The extended agony of Iraq over 12 years is being brought to an end legally under 1441 and the unanimous new resolution adopted two weeks ago to address the transfer of power to a democratic Iraq run by Iraqis over the next year.
We should remember that when the US was not fully committed Saddam Hussein remained in power, constrained only by how far the US was prepared to act.
The consequences of failure through inaction would have been dreadful. Saddam Hussein's record speaks for itself and if he had successfully faced down the world one can only imagine the consequences for his people and his neighbours.
The military operation to liberate Iraq from its dictatorship was the easier part of Operation Iraq: freedom. Undoubtedly the USA has made mistakes in the subsequent operation. The most glaring were getting the US Defense Department to direct operations post-war, and disbanding the Iraqi Army. The prolonged insurgency is worrying and can only be confronted by gaining the co-operation of the vast majority of the Iraqi population. The groundwork for this is being laid by the combination of a robust security policy reinforced by a plan for a progressive transfer of control to Iraqis through a new constitutional authority.

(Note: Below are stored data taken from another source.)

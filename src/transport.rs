//! Transport primitives for token fetches and augmented dispatch.
//!
//! The module exposes [`HttpTransport`] alongside [`WireRequest`] and [`WireResponse`] so
//! downstream crates can integrate custom HTTP clients. The trait is the courier's only
//! dependency on an HTTP stack; everything above it speaks plain `http` types.

// std
use std::ops::Deref;
// self
use crate::{
	_prelude::*,
	error::{FetchError, TransportError},
};

/// Boxed future returned by [`HttpTransport::execute`].
pub type TransportFuture<'a> =
	Pin<Box<dyn Future<Output = Result<WireResponse, TransportError>> + 'a + Send>>;

/// A fully resolved request ready for the wire.
#[derive(Clone, Debug)]
pub struct WireRequest {
	/// Request method.
	pub method: Method,
	/// Absolute request URL.
	pub url: Url,
	/// Headers exactly as they should appear on the wire.
	pub headers: HeaderMap,
	/// Optional request body.
	pub body: Option<Vec<u8>>,
}
impl WireRequest {
	/// Builds a bodiless request with empty headers.
	pub fn new(method: Method, url: Url) -> Self {
		Self { method, url, headers: HeaderMap::new(), body: None }
	}
}

/// Raw response captured from the transport.
#[derive(Clone, Debug)]
pub struct WireResponse {
	/// Response status.
	pub status: StatusCode,
	/// Response headers.
	pub headers: HeaderMap,
	/// Raw response body.
	pub body: Vec<u8>,
}
impl WireResponse {
	/// Builds a response carrying only a status; headers and body start empty.
	pub fn new(status: StatusCode) -> Self {
		Self { status, headers: HeaderMap::new(), body: Vec::new() }
	}

	/// Returns `true` for 2xx statuses.
	pub fn is_success(&self) -> bool {
		self.status.is_success()
	}

	/// Returns the named header as a string, if present and valid UTF-8.
	pub fn header(&self, name: &HeaderName) -> Option<&str> {
		self.headers.get(name).and_then(|value| value.to_str().ok())
	}

	/// Deserializes the body as JSON, reporting the failing path on malformed payloads.
	pub fn json<T>(&self) -> Result<T, FetchError>
	where
		T: serde::de::DeserializeOwned,
	{
		let mut deserializer = serde_json::Deserializer::from_slice(&self.body);

		serde_path_to_error::deserialize(&mut deserializer).map_err(|e| {
			FetchError::MalformedBody { source: e, status: Some(self.status.as_u16()) }
		})
	}
}

/// Abstraction over HTTP stacks capable of dispatching courier requests.
///
/// The trait acts as the courier's only dependency on an HTTP stack. Implementations must be
/// `Send + Sync + 'static` so they can be shared across courier instances behind `Arc<T>`
/// without additional wrappers, and the futures they return must be `Send` so courier
/// operations can hop executors.
pub trait HttpTransport
where
	Self: 'static + Send + Sync,
{
	/// Dispatches a request and resolves with the raw response.
	///
	/// Non-success statuses are not errors at this layer; callers decide how to interpret them.
	fn execute(&self, request: WireRequest) -> TransportFuture<'_>;
}

/// Thin wrapper around [`ReqwestClient`] so shared HTTP behavior lives in one place.
#[cfg(feature = "reqwest")]
#[derive(Clone, Debug, Default)]
pub struct ReqwestTransport(pub ReqwestClient);
#[cfg(feature = "reqwest")]
impl ReqwestTransport {
	/// Wraps an existing [`ReqwestClient`].
	pub fn with_client(client: ReqwestClient) -> Self {
		Self(client)
	}
}
#[cfg(feature = "reqwest")]
impl AsRef<ReqwestClient> for ReqwestTransport {
	fn as_ref(&self) -> &ReqwestClient {
		&self.0
	}
}
#[cfg(feature = "reqwest")]
impl Deref for ReqwestTransport {
	type Target = ReqwestClient;

	fn deref(&self) -> &Self::Target {
		&self.0
	}
}
#[cfg(feature = "reqwest")]
impl HttpTransport for ReqwestTransport {
	fn execute(&self, request: WireRequest) -> TransportFuture<'_> {
		let client = self.0.clone();

		Box::pin(async move {
			let WireRequest { method, url, headers, body } = request;
			let mut builder = client.request(method, url).headers(headers);

			if let Some(body) = body {
				builder = builder.body(body);
			}

			let response = builder.send().await?;
			let status = response.status();
			let headers = response.headers().to_owned();
			let body = response.bytes().await?.to_vec();

			Ok(WireResponse { status, headers, body })
		})
	}
}

#[cfg(test)]
mod tests {
	// self
	use super::*;

	#[derive(Debug, Deserialize)]
	struct Body {
		token: String,
	}

	#[test]
	fn json_parses_well_formed_bodies() {
		let mut response = WireResponse::new(StatusCode::OK);

		response.body = br#"{"token":"abc"}"#.to_vec();

		let body = response.json::<Body>().expect("Well-formed body should parse.");

		assert_eq!(body.token, "abc");
	}

	#[test]
	fn json_errors_carry_the_status() {
		let mut response = WireResponse::new(StatusCode::BAD_GATEWAY);

		response.body = br#"{"token":42}"#.to_vec();

		let error = response.json::<Body>().expect_err("Mismatched body should fail to parse.");

		assert!(matches!(error, FetchError::MalformedBody { status: Some(502), .. }));
	}

	#[test]
	fn header_lookup_requires_utf8() {
		let mut response = WireResponse::new(StatusCode::OK);

		response.headers.insert(
			HeaderName::from_static("x-csrf-token"),
			HeaderValue::from_static("rotated"),
		);

		assert_eq!(response.header(&HeaderName::from_static("x-csrf-token")), Some("rotated"));
		assert_eq!(response.header(&HeaderName::from_static("x-missing")), None);
	}
}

Alongside this the infrastructure is being repaired. This will all take longer than one would like but there is light at the end of a very long tunnel for the Iraqi people.
The Government have not behaved well in spinning the presentation of this most important of all issues. That has undermined the case for action. There are risks associated with the operations being pursued if the Iraqi population became convinced they are not in their interests. These risks should be acknowledged and the potential downside set against the potential benefits of a free, prosperous, stable Iraq.
I believe the prize can be gained and we were right to try and right to keep trying to deliver Iraq for Iraqis free from dictatorship.